Les mots du vin: Olivier Humbrecht

Il arrive qu’un vigneron ne fasse plus qu’un avec ses vignes, son terroir, son microclimat, ses rêves et son vin. C’est le cas d’Olivier Humbrecht, vigneron alsacien émérite au discours aussi limpide qu’un « jus de roche » filtré à même le tamis de la sincérité. Présentation.
Je vous en avais causé un brin la semaine dernière. C’est parti cette semaine et pour les quatre autres chroniques buissonnières à suivre, avec une chute prévue le samedi 18 août. Le topo ? Ce petit bouquin réflexif dont le titre est Grain sensible, où l’auteur Olivier Humbrecht traite de sujets simples, mais qui lui tiennent à cœur. Le premier chapitre, « Les mots du vin », me sert cette semaine de prétexte à jeter les ponts entre vous, ami lecteur, et ce personnage du vin que plusieurs reconnaissent comme étant un vigneron plus grand que nature. Mais l’homme est modeste. Il ne vous le dira pas. Moi, si.
Olivier Humbrecht est un homme de science (ingénieur agronome), mais il porte aussi le titre prestigieux de Master of Wine. C’est bien pourquoi il se méfie des mots. De cette « pornographie verbale » citée par son ami Serge Dubs (Meilleur sommelier du monde en 1989), qui, telle une logorrhée aussi creuse qu’ampoulée, ne sert souvent qu’à noyer le poisson.
L’Alsacien aime trop le vin pour le trahir.
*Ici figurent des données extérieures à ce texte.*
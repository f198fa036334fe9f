// validate.rs
use crate::domain::Property;
use chrono::{Datelike, Utc};
use regex::Regex;
use std::fmt;
use std::sync::LazyLock;
use url::Url;

const EARLIEST_BUILD_YEAR: u32 = 1600;
const BUILD_YEAR_LOOKAHEAD: u32 = 10;

/// One problem found in an assembled [`Property`]. Never fatal.
#[derive(Debug, Clone, PartialEq, Eq)]
pub struct ValidationIssue {
    pub field: &'static str,
    pub message: String,
}

impl ValidationIssue {
    fn new(field: &'static str, message: impl Into<String>) -> Self {
        Self {
            field,
            message: message.into(),
        }
    }
}

impl fmt::Display for ValidationIssue {
    fn fmt(&self, f: &mut fmt::Formatter<'_>) -> fmt::Result {
        write!(f, "{}: {}", self.field, self.message)
    }
}

static SLUG_RE: LazyLock<Regex> =
    LazyLock::new(|| Regex::new(r"^[a-z0-9]+(-[a-z0-9]+)*$").expect("slug pattern compiles"));

pub fn is_valid_slug(slug: &str) -> bool {
    SLUG_RE.is_match(slug)
}

/// Check the output contract. An empty result means the record is clean.
pub fn validate_property(property: &Property) -> Vec<ValidationIssue> {
    let mut issues = Vec::new();

    if property.id.trim().is_empty() {
        issues.push(ValidationIssue::new("id", "must not be empty"));
    }
    if !is_valid_slug(&property.slug) {
        issues.push(ValidationIssue::new(
            "slug",
            format!("{:?} is not a URL-safe slug", property.slug),
        ));
    }
    if property.address.fi.trim().is_empty() {
        issues.push(ValidationIssue::new("address.fi", "must not be empty"));
    }
    if property.meta.type_code.is_empty() {
        issues.push(ValidationIssue::new("meta.typeCode", "must not be empty"));
    }

    let pricing = &property.pricing;
    for (field, value) in [("pricing.sales", pricing.sales), ("pricing.debtFree", pricing.debt_free)] {
        if matches!(value, Some(v) if v <= 0.0) {
            issues.push(ValidationIssue::new(field, "must be positive"));
        }
    }
    if let Some(debt) = pricing.debt {
        let expected = match (pricing.sales, pricing.debt_free) {
            (Some(sales), Some(debt_free)) => Some((debt_free - sales).max(0.0)),
            _ => None,
        };
        if debt < 0.0 || expected.map_or(true, |e| (e - debt).abs() > f64::EPSILON) {
            issues.push(ValidationIssue::new(
                "pricing.debt",
                format!("{debt} does not equal max(0, debtFree - sales)"),
            ));
        }
    }

    let dims = &property.dimensions;
    for (field, value) in [
        ("dimensions.livingArea", dims.living_area),
        ("dimensions.totalArea", dims.total_area),
        ("dimensions.plotArea", dims.plot_area),
        ("dimensions.rooms", dims.rooms),
    ] {
        if matches!(value, Some(v) if v <= 0.0) {
            issues.push(ValidationIssue::new(field, "must be positive"));
        }
    }

    let fees = &property.fees;
    for (field, value) in [
        ("fees.maintenance", fees.maintenance),
        ("fees.financing", fees.financing),
        ("fees.water", fees.water),
        ("fees.heating", fees.heating),
    ] {
        if matches!(value, Some(v) if v < 0.0) {
            issues.push(ValidationIssue::new(field, "must not be negative"));
        }
    }

    if let Some(year) = property.meta.build_year {
        let latest = u32::try_from(Utc::now().year())
            .unwrap_or(u32::MAX)
            .saturating_add(BUILD_YEAR_LOOKAHEAD);
        if !(EARLIEST_BUILD_YEAR..=latest).contains(&year) {
            issues.push(ValidationIssue::new(
                "meta.buildYear",
                format!("{year} is outside {EARLIEST_BUILD_YEAR}..={latest}"),
            ));
        }
    }

    for image in &property.media.images {
        if !is_web_url(&image.url) {
            issues.push(ValidationIssue::new(
                "media.images",
                format!("{:?} is not an absolute http(s) URL", image.url),
            ));
        }
    }
    if let Some(coords) = property.media.coordinates {
        if !(-90.0..=90.0).contains(&coords.lat) || !(-180.0..=180.0).contains(&coords.lon) {
            issues.push(ValidationIssue::new(
                "media.coordinates",
                format!("({}, {}) is out of range", coords.lat, coords.lon),
            ));
        }
    }

    for (field, url) in property.documents.urls() {
        if !is_web_url(url) {
            issues.push(ValidationIssue::new(
                field,
                format!("{url:?} is not an absolute http(s) URL"),
            ));
        }
    }

    if let Some(rental) = &property.rental {
        if rental.monthly_rent <= 0.0 {
            issues.push(ValidationIssue::new("rental.monthlyRent", "must be positive"));
        }
    }

    issues
}

fn is_web_url(raw: &str) -> bool {
    Url::parse(raw)
        .map(|u| matches!(u.scheme(), "http" | "https"))
        .unwrap_or(false)
}

#[cfg(test)]
mod tests {
    use super::*;
    use crate::domain::{Coordinates, Image, LocalizedValue, Meta, Pricing};

    fn clean_property() -> Property {
        Property {
            id: "123".into(),
            slug: "mannerheimintie-1".into(),
            address: LocalizedValue::new("Mannerheimintie 1"),
            pricing: Pricing::new(Some(500_000.0), Some(650_000.0)),
            meta: Meta {
                type_code: "KERROSTALO".into(),
                build_year: Some(1962),
                ..Meta::default()
            },
            ..Property::default()
        }
    }

    #[test]
    fn clean_property_has_no_issues() {
        assert!(validate_property(&clean_property()).is_empty());
    }

    #[test]
    fn slug_shape() {
        assert!(is_valid_slug("mannerheimintie-1-00100"));
        assert!(!is_valid_slug(""));
        assert!(!is_valid_slug("-a"));
        assert!(!is_valid_slug("a--b"));
        assert!(!is_valid_slug("Hämeentie"));
    }

    #[test]
    fn reports_missing_address_and_bad_debt() {
        let mut property = clean_property();
        property.address = LocalizedValue::default();
        property.pricing.debt = Some(-1.0);

        let fields: Vec<_> = validate_property(&property).into_iter().map(|i| i.field).collect();
        assert_eq!(fields, vec!["address.fi", "pricing.debt"]);
    }

    #[test]
    fn reports_bad_urls_and_coordinates() {
        let mut property = clean_property();
        property.documents.brochure = Some("esite.pdf".into());
        property.media.images.push(Image {
            url: "https://cdn.example.fi/1.jpg".into(),
            floor_plan: false,
            description: None,
        });
        property.media.coordinates = Some(Coordinates { lat: 160.2, lon: 24.9 });

        let fields: Vec<_> = validate_property(&property).into_iter().map(|i| i.field).collect();
        assert_eq!(fields, vec!["media.coordinates", "documents.brochure"]);
    }

    #[test]
    fn reports_implausible_build_year() {
        let mut property = clean_property();
        property.meta.build_year = Some(1066);
        let issues = validate_property(&property);
        assert_eq!(issues.len(), 1);
        assert_eq!(issues[0].field, "meta.buildYear");
    }
}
C’est d’ailleurs l’amour de ses vignes, comme si elles étaient ses propres enfants, qui le motive à s’investir avec cœur, avec émotion. « Le bon vin appelle presque naturellement la parole, voire le lyrisme », dira-t-il avant d’ajouter que « […] cet élan ne mesure pas toujours ses limites quant à l’objectivité des connaissances scientifiques, qui, elles, sont aussi précises que, dans un sens, limitées ». Cet éminent sérum de vérité est-il pour autant condamné à nous dire nos quatre vérités ?
« Comprendre pour aimer et aimer pour comprendre : telle est peut-être la clef. » En aimant le vin, nous nous investissons. Nous devenons alors le vin. En invitant avec nous nos référents culturels pour tenter de le circonscrire. « Tous les vins ne sont pas égaux ; apprécier un vin de terroir élémentaire, mais agréable et singulier, en raison justement de cette appartenance à son terroir, constitue déjà une capacité estimable. Si, sans vocabulaire stéréotypé ni emphase, on parvient à exprimer cette singularité, nous touchons la qualité la plus pure, celle qui est devenue l’essence du vin. »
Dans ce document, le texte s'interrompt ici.